Девчонки и я торопились побольше уплести рыбы. Время от времени Катя и Еля прыскали, наблюдая за взрослыми. И меня тоже потешало, что взрослые были как маленькие, однако я серчал: зачем смеются над ними девчонки, каких в Ершовке называют ноздредуйками?

Мой отец, когда бывал пьяный, хохотал и бил ладонями по коленям. Мать любила порассуждать о том, как жили уральские крестьяне до революции. Были у нас в Ершовке люди, которые плакали, опьянев, бузили, притворно пытались удушиться. Но я не видел там никого, кто бы, выпив, радовался так, как Фекла.

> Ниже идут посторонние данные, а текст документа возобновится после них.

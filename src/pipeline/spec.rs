//! Pipeline specification types
//!
//! The declarative input the compiler turns into a job document. A
//! specification is built by the caller (usually through
//! [`decode`](super::decode)), handed to the compiler by reference and
//! dropped once the document is produced.

#![allow(clippy::must_use_candidate)]

use serde::{Deserialize, Serialize};
use std::fmt;
use std::str::FromStr;

/// A complete description of one pipeline job
#[derive(Debug, Clone, PartialEq, Eq, Serialize, Deserialize)]
#[serde(try_from = "super::decode::RawPipelineSpec")]
pub struct PipelineSpec {
    /// Job name on the execution engine
    pub name: String,

    /// Label of the node the job runs on
    pub node_label: String,

    /// Toolchain version key, resolved through a [`ToolchainTable`](super::ToolchainTable)
    #[serde(rename = "jdk")]
    pub toolchain: String,

    /// Source repository to check out
    #[serde(skip_serializing_if = "Option::is_none")]
    pub repo: Option<SourceRepo>,

    /// Optional periodic trigger
    #[serde(skip_serializing_if = "Option::is_none")]
    pub period_trigger: Option<PeriodTrigger>,

    /// Kind of project being built
    #[serde(rename = "type")]
    pub project_type: ProjectType,

    /// Project configuration, shaped by `project_type`
    pub project: ProjectConfig,

    /// Stages selected for this job
    pub stages: Vec<Stage>,
}

impl PipelineSpec {
    /// Creates a specification with an empty node label, no trigger and no stages
    pub fn new(
        name: impl Into<String>,
        toolchain: impl Into<String>,
        repo: SourceRepo,
        project: ProjectConfig,
        project_type: ProjectType,
    ) -> Self {
        Self {
            name: name.into(),
            node_label: String::new(),
            toolchain: toolchain.into(),
            repo: Some(repo),
            period_trigger: None,
            project_type,
            project,
            stages: Vec::new(),
        }
    }

    /// Sets the selected stages
    #[must_use]
    pub fn with_stages(mut self, stages: impl IntoIterator<Item = Stage>) -> Self {
        self.stages = stages.into_iter().collect();
        self
    }

    /// Sets the node label
    #[must_use]
    pub fn with_node_label(mut self, label: impl Into<String>) -> Self {
        self.node_label = label.into();
        self
    }

    /// Sets the periodic trigger
    #[must_use]
    pub fn with_period_trigger(mut self, trigger: PeriodTrigger) -> Self {
        self.period_trigger = Some(trigger);
        self
    }

    /// Returns true if the stage was selected
    pub fn selects(&self, stage: Stage) -> bool {
        self.stages.contains(&stage)
    }

    /// Returns the branch of the source repository, or an empty string
    pub fn branch(&self) -> &str {
        self.repo.as_ref().map_or("", |repo| repo.branch.as_str())
    }

    /// Returns the trigger strategy when a trigger is active
    pub fn active_trigger(&self) -> Option<&str> {
        self.period_trigger
            .as_ref()
            .filter(|trigger| !trigger.skipped)
            .map(|trigger| trigger.strategy.as_str())
    }

    /// Renders the runtime phase list passed to the execution engine.
    ///
    /// Stage names are joined with `,` in selection order; repeated stages
    /// are kept only at their first position.
    pub fn perform_phases(&self) -> String {
        let mut seen = Vec::with_capacity(self.stages.len());
        for stage in &self.stages {
            if !seen.contains(stage) {
                seen.push(*stage);
            }
        }
        seen.iter()
            .map(|stage| stage.as_str())
            .collect::<Vec<_>>()
            .join(",")
    }
}

/// Source code location
#[derive(Debug, Clone, PartialEq, Eq, Serialize, Deserialize)]
pub struct SourceRepo {
    /// Clone URL
    #[serde(default)]
    pub repo_path: String,

    /// Branch checked out by default
    #[serde(default)]
    pub branch: String,
}

impl SourceRepo {
    /// Creates a source repository reference
    pub fn new(repo_path: impl Into<String>, branch: impl Into<String>) -> Self {
        Self {
            repo_path: repo_path.into(),
            branch: branch.into(),
        }
    }
}

/// Timer trigger for the job
#[derive(Debug, Clone, PartialEq, Eq, Serialize, Deserialize)]
pub struct PeriodTrigger {
    /// When true the trigger is ignored
    #[serde(default)]
    pub skipped: bool,

    /// Schedule in the engine's cron dialect
    #[serde(default)]
    pub strategy: String,
}

impl PeriodTrigger {
    /// Creates an active trigger with the given schedule
    pub fn schedule(strategy: impl Into<String>) -> Self {
        Self {
            skipped: false,
            strategy: strategy.into(),
        }
    }

    /// Creates a skipped trigger
    pub fn skipped() -> Self {
        Self {
            skipped: true,
            strategy: String::new(),
        }
    }
}

/// Kind of project a pipeline builds
#[derive(Debug, Clone, Copy, PartialEq, Eq, Hash, Serialize, Deserialize)]
#[serde(rename_all = "lowercase")]
pub enum ProjectType {
    /// Maven project driven by a root pom
    Maven,
    /// Gradle project
    Gradle,
    /// Raw commands run through a POSIX shell
    Shell,
    /// Raw commands run through the Windows batch shell
    Batch,
}

impl ProjectType {
    /// Returns the wire name of the project type
    pub fn as_str(self) -> &'static str {
        match self {
            Self::Maven => "maven",
            Self::Gradle => "gradle",
            Self::Shell => "shell",
            Self::Batch => "batch",
        }
    }

    /// Returns true for the command-driven project types
    pub fn is_script(self) -> bool {
        matches!(self, Self::Shell | Self::Batch)
    }
}

impl fmt::Display for ProjectType {
    fn fmt(&self, f: &mut fmt::Formatter<'_>) -> fmt::Result {
        f.write_str(self.as_str())
    }
}

impl FromStr for ProjectType {
    type Err = String;

    fn from_str(s: &str) -> Result<Self, Self::Err> {
        match s {
            "maven" => Ok(Self::Maven),
            "gradle" => Ok(Self::Gradle),
            "shell" => Ok(Self::Shell),
            "batch" => Ok(Self::Batch),
            other => Err(other.to_string()),
        }
    }
}

/// Project configuration, one variant per project family
#[derive(Debug, Clone, PartialEq, Eq, Serialize)]
#[serde(untagged)]
pub enum ProjectConfig {
    /// Maven configuration
    Maven(MavenConfig),
    /// Gradle configuration
    Gradle(GradleConfig),
    /// Shell or batch configuration
    Script(ScriptConfig),
}

impl ProjectConfig {
    /// Returns the name of the configuration variant
    pub fn kind(&self) -> &'static str {
        match self {
            Self::Maven(_) => "maven",
            Self::Gradle(_) => "gradle",
            Self::Script(_) => "script",
        }
    }

    /// Returns true if this configuration belongs to the given project type
    pub fn fits(&self, project_type: ProjectType) -> bool {
        matches!(
            (self, project_type),
            (Self::Maven(_), ProjectType::Maven)
                | (Self::Gradle(_), ProjectType::Gradle)
                | (Self::Script(_), ProjectType::Shell | ProjectType::Batch)
        )
    }
}

/// Maven project configuration
#[derive(Debug, Clone, Default, PartialEq, Eq, Serialize, Deserialize)]
pub struct MavenConfig {
    /// Path of the root pom, relative to the workspace
    #[serde(default)]
    pub root_pom: String,

    /// Extra options appended to every maven invocation
    #[serde(default)]
    pub options: String,

    /// Unit test reporting
    #[serde(default, skip_serializing_if = "Option::is_none")]
    pub unit_test: Option<TestReport>,
}

/// Gradle project configuration
#[derive(Debug, Clone, Default, PartialEq, Eq, Serialize, Deserialize)]
pub struct GradleConfig {
    /// Extra options appended to every gradle invocation
    #[serde(default)]
    pub options: String,

    /// Unit test reporting
    #[serde(default, skip_serializing_if = "Option::is_none")]
    pub unit_test: Option<TestReport>,
}

/// Location of the junit reports a test stage publishes
#[derive(Debug, Clone, Default, PartialEq, Eq, Serialize, Deserialize)]
pub struct TestReport {
    /// Report path or pattern
    #[serde(default)]
    pub test_report_path: String,
}

/// Shell or batch project configuration
#[derive(Debug, Clone, Default, PartialEq, Eq, Serialize, Deserialize)]
pub struct ScriptConfig {
    /// Compile command
    #[serde(default, skip_serializing_if = "Option::is_none")]
    pub compile: Option<ScriptCommand>,

    /// Unit test command
    #[serde(default, skip_serializing_if = "Option::is_none")]
    pub unit_test: Option<ScriptUnitTest>,

    /// Build command
    #[serde(default, skip_serializing_if = "Option::is_none")]
    pub build: Option<ScriptCommand>,
}

/// A raw command run by a stage
#[derive(Debug, Clone, Default, PartialEq, Eq, Serialize, Deserialize)]
pub struct ScriptCommand {
    /// Command text
    #[serde(default)]
    pub command: String,
}

impl ScriptCommand {
    /// Creates a command
    pub fn new(command: impl Into<String>) -> Self {
        Self {
            command: command.into(),
        }
    }
}

/// Unit test command with its report location
#[derive(Debug, Clone, Default, PartialEq, Eq, Serialize, Deserialize)]
pub struct ScriptUnitTest {
    /// Command text
    #[serde(default)]
    pub command: String,

    /// Report path or pattern, empty when nothing is published
    #[serde(default)]
    pub test_report_path: String,
}

/// Logical pipeline stage
#[derive(Debug, Clone, Copy, PartialEq, Eq, Hash, PartialOrd, Ord, Serialize, Deserialize)]
#[serde(rename_all = "snake_case")]
pub enum Stage {
    /// Compile the sources
    Compile,
    /// Run the unit tests
    UnitTest,
    /// Package the build output
    Build,
    /// Deploy the package
    Deploy,
}

impl Stage {
    /// Returns the wire name used in the runtime phase list
    pub fn as_str(self) -> &'static str {
        match self {
            Self::Compile => "compile",
            Self::UnitTest => "unit_test",
            Self::Build => "build",
            Self::Deploy => "deploy",
        }
    }

    /// Returns the name of the script function implementing the stage
    pub fn function_name(self) -> &'static str {
        match self {
            Self::Compile => "compile",
            Self::UnitTest => "unitTest",
            Self::Build => "build",
            Self::Deploy => "deploy",
        }
    }
}

impl fmt::Display for Stage {
    fn fmt(&self, f: &mut fmt::Formatter<'_>) -> fmt::Result {
        f.write_str(self.as_str())
    }
}

#[cfg(test)]
mod tests {
    use super::*;

    fn maven_spec() -> PipelineSpec {
        PipelineSpec::new(
            "p1",
            "jdk1.8",
            SourceRepo::new("git@x/y.git", "master"),
            ProjectConfig::Maven(MavenConfig {
                root_pom: "pom.xml".to_string(),
                ..Default::default()
            }),
            ProjectType::Maven,
        )
    }

    #[test]
    fn test_perform_phases_keeps_selection_order() {
        let spec = maven_spec().with_stages([Stage::Build, Stage::Compile]);
        assert_eq!(spec.perform_phases(), "build,compile");
    }

    #[test]
    fn test_perform_phases_drops_repeats() {
        let spec = maven_spec().with_stages([Stage::UnitTest, Stage::Build, Stage::UnitTest]);
        assert_eq!(spec.perform_phases(), "unit_test,build");
    }

    #[test]
    fn test_perform_phases_empty() {
        assert_eq!(maven_spec().perform_phases(), "");
    }

    #[test]
    fn test_active_trigger() {
        let spec = maven_spec().with_period_trigger(PeriodTrigger::schedule("H 2 * * *"));
        assert_eq!(spec.active_trigger(), Some("H 2 * * *"));

        let spec = maven_spec().with_period_trigger(PeriodTrigger::skipped());
        assert_eq!(spec.active_trigger(), None);
    }

    #[test]
    fn test_project_config_fits() {
        let script = ProjectConfig::Script(ScriptConfig::default());
        assert!(script.fits(ProjectType::Shell));
        assert!(script.fits(ProjectType::Batch));
        assert!(!script.fits(ProjectType::Maven));
        assert!(!ProjectConfig::Gradle(GradleConfig::default()).fits(ProjectType::Maven));
    }

    #[test]
    fn test_stage_serialize() {
        let json = serde_json::to_string(&Stage::UnitTest).unwrap();
        assert_eq!(json, r#""unit_test""#);
        let stage: Stage = serde_json::from_str(r#""deploy""#).unwrap();
        assert_eq!(stage, Stage::Deploy);
    }

    #[test]
    fn test_project_type_from_str() {
        assert_eq!("batch".parse::<ProjectType>(), Ok(ProjectType::Batch));
        assert_eq!("ant".parse::<ProjectType>(), Err("ant".to_string()));
    }

    #[test]
    fn test_stage_names_by_value() {
        let stages = [Stage::Compile, Stage::UnitTest, Stage::Build, Stage::Deploy];
        assert_eq!(stages.map(Stage::as_str), ["compile", "unit_test", "build", "deploy"]);
        assert_eq!(
            stages.map(Stage::function_name),
            ["compile", "unitTest", "build", "deploy"]
        );
    }

    #[test]
    fn test_project_type_by_value() {
        let types = [ProjectType::Maven, ProjectType::Gradle, ProjectType::Shell, ProjectType::Batch];
        assert_eq!(types.map(ProjectType::as_str), ["maven", "gradle", "shell", "batch"]);
        assert_eq!(types.map(ProjectType::is_script), [false, false, true, true]);
    }
}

Она тискала меня и дочек, вставала позади Петра и моей матери и ласково гладила их волосы.

Вдруг ей словно бы сделалось душно: грудь начала высоко вздыматься. Пальцы блуждали по кофте.

- Отец!.. - крикнула она мужу.

- Что, Феклунь?

- Отец!..

- Иди, Феклунь, посиди-ка возле меня.

- Отец!..

- Иль сбегай за двухрядкой к Печеркиным. Дадим трепака.

- Не понимаешь ты. Не понимаешь. В бараке я самая счастливая, отец!